YOUR INSTRUCTIONS:
Please set down only the lines between the line containing "fn is_any(refs: &[String])" and the end of the records, inclusive, exactly as they stand.

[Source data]
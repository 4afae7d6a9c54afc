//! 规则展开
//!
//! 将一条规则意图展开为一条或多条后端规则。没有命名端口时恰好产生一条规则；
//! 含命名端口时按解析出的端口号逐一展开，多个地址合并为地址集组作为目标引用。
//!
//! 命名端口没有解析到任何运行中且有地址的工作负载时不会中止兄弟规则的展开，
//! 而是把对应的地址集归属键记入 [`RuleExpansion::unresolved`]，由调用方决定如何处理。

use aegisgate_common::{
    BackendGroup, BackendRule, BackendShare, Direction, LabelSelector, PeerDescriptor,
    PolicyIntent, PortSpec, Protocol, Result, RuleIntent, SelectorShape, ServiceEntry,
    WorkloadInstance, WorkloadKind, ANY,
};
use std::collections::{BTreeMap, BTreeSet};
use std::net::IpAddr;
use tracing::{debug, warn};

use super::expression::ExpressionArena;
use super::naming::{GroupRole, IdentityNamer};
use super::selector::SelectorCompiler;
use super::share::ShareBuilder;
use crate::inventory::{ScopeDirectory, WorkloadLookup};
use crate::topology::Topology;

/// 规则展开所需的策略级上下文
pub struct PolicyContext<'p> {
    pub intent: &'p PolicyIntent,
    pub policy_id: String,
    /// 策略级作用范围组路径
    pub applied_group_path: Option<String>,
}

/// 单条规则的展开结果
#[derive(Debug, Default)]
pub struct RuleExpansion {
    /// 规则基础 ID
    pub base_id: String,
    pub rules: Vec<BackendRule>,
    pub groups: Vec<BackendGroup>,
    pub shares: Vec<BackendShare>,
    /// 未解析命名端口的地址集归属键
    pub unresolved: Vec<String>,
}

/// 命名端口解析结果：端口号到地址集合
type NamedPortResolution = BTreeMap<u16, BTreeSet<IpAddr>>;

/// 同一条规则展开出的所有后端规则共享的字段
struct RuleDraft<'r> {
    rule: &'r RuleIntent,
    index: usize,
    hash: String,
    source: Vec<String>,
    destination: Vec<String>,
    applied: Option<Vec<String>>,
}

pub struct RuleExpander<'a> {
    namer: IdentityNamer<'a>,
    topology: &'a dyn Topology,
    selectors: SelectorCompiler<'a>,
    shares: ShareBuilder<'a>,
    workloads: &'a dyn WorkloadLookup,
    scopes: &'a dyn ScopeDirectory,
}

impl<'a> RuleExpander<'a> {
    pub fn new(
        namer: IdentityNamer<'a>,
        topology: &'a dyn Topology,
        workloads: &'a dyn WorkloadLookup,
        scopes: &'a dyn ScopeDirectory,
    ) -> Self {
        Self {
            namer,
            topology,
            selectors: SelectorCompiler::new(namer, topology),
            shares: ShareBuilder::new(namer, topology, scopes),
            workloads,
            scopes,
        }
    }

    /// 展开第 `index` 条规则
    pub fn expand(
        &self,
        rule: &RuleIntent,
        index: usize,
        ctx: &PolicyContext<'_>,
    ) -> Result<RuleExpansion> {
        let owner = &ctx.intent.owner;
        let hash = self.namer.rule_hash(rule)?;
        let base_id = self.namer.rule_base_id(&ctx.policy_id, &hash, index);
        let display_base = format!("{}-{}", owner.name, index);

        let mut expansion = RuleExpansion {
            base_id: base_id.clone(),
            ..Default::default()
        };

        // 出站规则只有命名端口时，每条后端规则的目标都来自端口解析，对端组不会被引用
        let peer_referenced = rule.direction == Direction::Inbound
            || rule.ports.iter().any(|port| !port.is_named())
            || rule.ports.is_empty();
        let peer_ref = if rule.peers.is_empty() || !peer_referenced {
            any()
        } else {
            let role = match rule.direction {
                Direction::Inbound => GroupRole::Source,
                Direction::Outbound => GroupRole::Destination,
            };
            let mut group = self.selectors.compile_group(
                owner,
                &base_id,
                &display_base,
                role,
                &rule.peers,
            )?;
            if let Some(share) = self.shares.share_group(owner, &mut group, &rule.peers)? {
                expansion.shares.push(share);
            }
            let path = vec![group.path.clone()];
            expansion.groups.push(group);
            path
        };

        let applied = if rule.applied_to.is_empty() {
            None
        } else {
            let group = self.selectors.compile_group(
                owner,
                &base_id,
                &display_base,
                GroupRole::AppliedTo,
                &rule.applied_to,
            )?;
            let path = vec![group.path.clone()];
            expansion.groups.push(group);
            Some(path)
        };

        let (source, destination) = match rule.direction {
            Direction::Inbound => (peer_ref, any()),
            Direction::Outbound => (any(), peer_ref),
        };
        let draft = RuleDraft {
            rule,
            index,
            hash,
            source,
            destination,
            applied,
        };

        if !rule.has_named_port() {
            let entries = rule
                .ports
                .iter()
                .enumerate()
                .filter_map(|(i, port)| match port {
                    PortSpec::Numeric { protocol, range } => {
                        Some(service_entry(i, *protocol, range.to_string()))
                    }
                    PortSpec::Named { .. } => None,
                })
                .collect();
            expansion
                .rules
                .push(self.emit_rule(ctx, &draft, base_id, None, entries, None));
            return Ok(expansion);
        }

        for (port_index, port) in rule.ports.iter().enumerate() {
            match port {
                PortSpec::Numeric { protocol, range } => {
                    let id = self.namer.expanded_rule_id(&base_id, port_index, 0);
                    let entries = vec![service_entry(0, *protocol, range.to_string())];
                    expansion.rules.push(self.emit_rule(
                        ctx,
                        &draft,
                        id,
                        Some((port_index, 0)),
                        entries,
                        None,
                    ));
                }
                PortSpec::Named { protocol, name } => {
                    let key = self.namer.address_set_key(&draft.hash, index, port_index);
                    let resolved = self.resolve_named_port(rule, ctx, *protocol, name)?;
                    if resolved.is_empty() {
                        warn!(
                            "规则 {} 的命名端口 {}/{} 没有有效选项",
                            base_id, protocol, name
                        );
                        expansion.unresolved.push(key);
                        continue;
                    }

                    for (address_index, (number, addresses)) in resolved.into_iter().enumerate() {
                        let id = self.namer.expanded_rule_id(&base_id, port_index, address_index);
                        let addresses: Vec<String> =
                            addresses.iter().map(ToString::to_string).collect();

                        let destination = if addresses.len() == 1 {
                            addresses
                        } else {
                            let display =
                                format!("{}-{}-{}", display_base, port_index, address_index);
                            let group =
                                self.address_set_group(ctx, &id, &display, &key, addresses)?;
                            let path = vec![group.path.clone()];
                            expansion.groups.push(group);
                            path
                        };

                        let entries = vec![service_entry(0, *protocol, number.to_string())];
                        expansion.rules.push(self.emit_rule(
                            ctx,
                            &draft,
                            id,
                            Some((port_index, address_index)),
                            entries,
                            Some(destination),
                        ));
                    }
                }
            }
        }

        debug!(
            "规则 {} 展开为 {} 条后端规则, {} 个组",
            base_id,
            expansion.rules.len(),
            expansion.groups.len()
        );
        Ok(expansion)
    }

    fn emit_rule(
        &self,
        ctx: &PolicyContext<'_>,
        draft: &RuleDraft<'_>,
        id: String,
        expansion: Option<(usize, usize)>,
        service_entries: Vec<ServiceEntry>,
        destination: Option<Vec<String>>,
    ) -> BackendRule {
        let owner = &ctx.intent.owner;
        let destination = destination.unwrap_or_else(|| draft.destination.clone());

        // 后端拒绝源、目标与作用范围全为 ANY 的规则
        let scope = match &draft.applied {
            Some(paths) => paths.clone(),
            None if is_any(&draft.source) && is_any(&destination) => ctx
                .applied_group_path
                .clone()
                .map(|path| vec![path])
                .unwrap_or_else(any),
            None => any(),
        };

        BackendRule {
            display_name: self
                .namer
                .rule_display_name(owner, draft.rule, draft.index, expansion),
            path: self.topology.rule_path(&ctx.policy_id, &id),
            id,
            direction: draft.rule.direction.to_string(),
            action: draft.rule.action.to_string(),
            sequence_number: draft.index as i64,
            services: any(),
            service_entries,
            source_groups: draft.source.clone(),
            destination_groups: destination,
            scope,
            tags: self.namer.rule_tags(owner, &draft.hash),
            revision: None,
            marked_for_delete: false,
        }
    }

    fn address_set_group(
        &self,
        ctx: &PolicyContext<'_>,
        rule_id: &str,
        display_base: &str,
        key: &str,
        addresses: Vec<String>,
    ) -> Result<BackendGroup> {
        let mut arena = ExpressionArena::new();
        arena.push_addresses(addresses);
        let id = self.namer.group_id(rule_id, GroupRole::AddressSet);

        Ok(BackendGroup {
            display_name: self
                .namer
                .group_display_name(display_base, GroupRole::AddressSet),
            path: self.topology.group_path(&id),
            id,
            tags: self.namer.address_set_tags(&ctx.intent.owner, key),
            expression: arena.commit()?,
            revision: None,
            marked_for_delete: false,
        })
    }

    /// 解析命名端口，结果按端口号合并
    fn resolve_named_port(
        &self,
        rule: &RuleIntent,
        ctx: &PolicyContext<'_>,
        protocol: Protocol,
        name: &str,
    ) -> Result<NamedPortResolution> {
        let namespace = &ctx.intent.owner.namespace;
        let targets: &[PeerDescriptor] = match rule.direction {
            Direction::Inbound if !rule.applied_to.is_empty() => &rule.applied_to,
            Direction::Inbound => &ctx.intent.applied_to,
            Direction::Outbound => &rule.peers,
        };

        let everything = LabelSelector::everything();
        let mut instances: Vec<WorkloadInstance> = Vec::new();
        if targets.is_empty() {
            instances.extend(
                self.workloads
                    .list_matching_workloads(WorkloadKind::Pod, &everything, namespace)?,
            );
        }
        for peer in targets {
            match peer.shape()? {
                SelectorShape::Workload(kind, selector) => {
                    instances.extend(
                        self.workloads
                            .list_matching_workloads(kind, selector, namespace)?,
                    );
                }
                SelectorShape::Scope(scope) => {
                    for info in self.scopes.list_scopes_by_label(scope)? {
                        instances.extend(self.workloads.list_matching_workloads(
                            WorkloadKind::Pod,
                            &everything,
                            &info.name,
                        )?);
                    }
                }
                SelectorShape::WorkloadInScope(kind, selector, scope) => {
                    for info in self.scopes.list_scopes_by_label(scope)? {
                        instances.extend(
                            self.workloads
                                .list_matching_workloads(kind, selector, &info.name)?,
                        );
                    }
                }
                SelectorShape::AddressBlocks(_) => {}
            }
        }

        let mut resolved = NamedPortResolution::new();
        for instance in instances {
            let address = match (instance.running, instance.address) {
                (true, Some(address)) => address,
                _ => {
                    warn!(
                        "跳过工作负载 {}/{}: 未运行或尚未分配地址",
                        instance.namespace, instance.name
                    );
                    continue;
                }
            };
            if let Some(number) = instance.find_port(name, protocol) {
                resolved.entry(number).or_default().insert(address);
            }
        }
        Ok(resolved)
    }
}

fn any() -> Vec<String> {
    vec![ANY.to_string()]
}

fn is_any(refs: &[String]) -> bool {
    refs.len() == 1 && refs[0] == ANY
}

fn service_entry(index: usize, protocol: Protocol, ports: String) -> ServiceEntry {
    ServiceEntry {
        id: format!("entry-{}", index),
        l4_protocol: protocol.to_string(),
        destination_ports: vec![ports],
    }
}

YOUR RESPONSE:
fn is_any(refs: &[String]) -> bool {
    refs.len() == 1 && refs[0] == ANY
}

fn service_entry(index: usize, protocol: Protocol, ports: String) -> ServiceEntry {
    ServiceEntry {
        id: format!("entry-{}", index),
        l4_protocol: protocol.to_string(),
        destination_ports: vec![ports],
    }
}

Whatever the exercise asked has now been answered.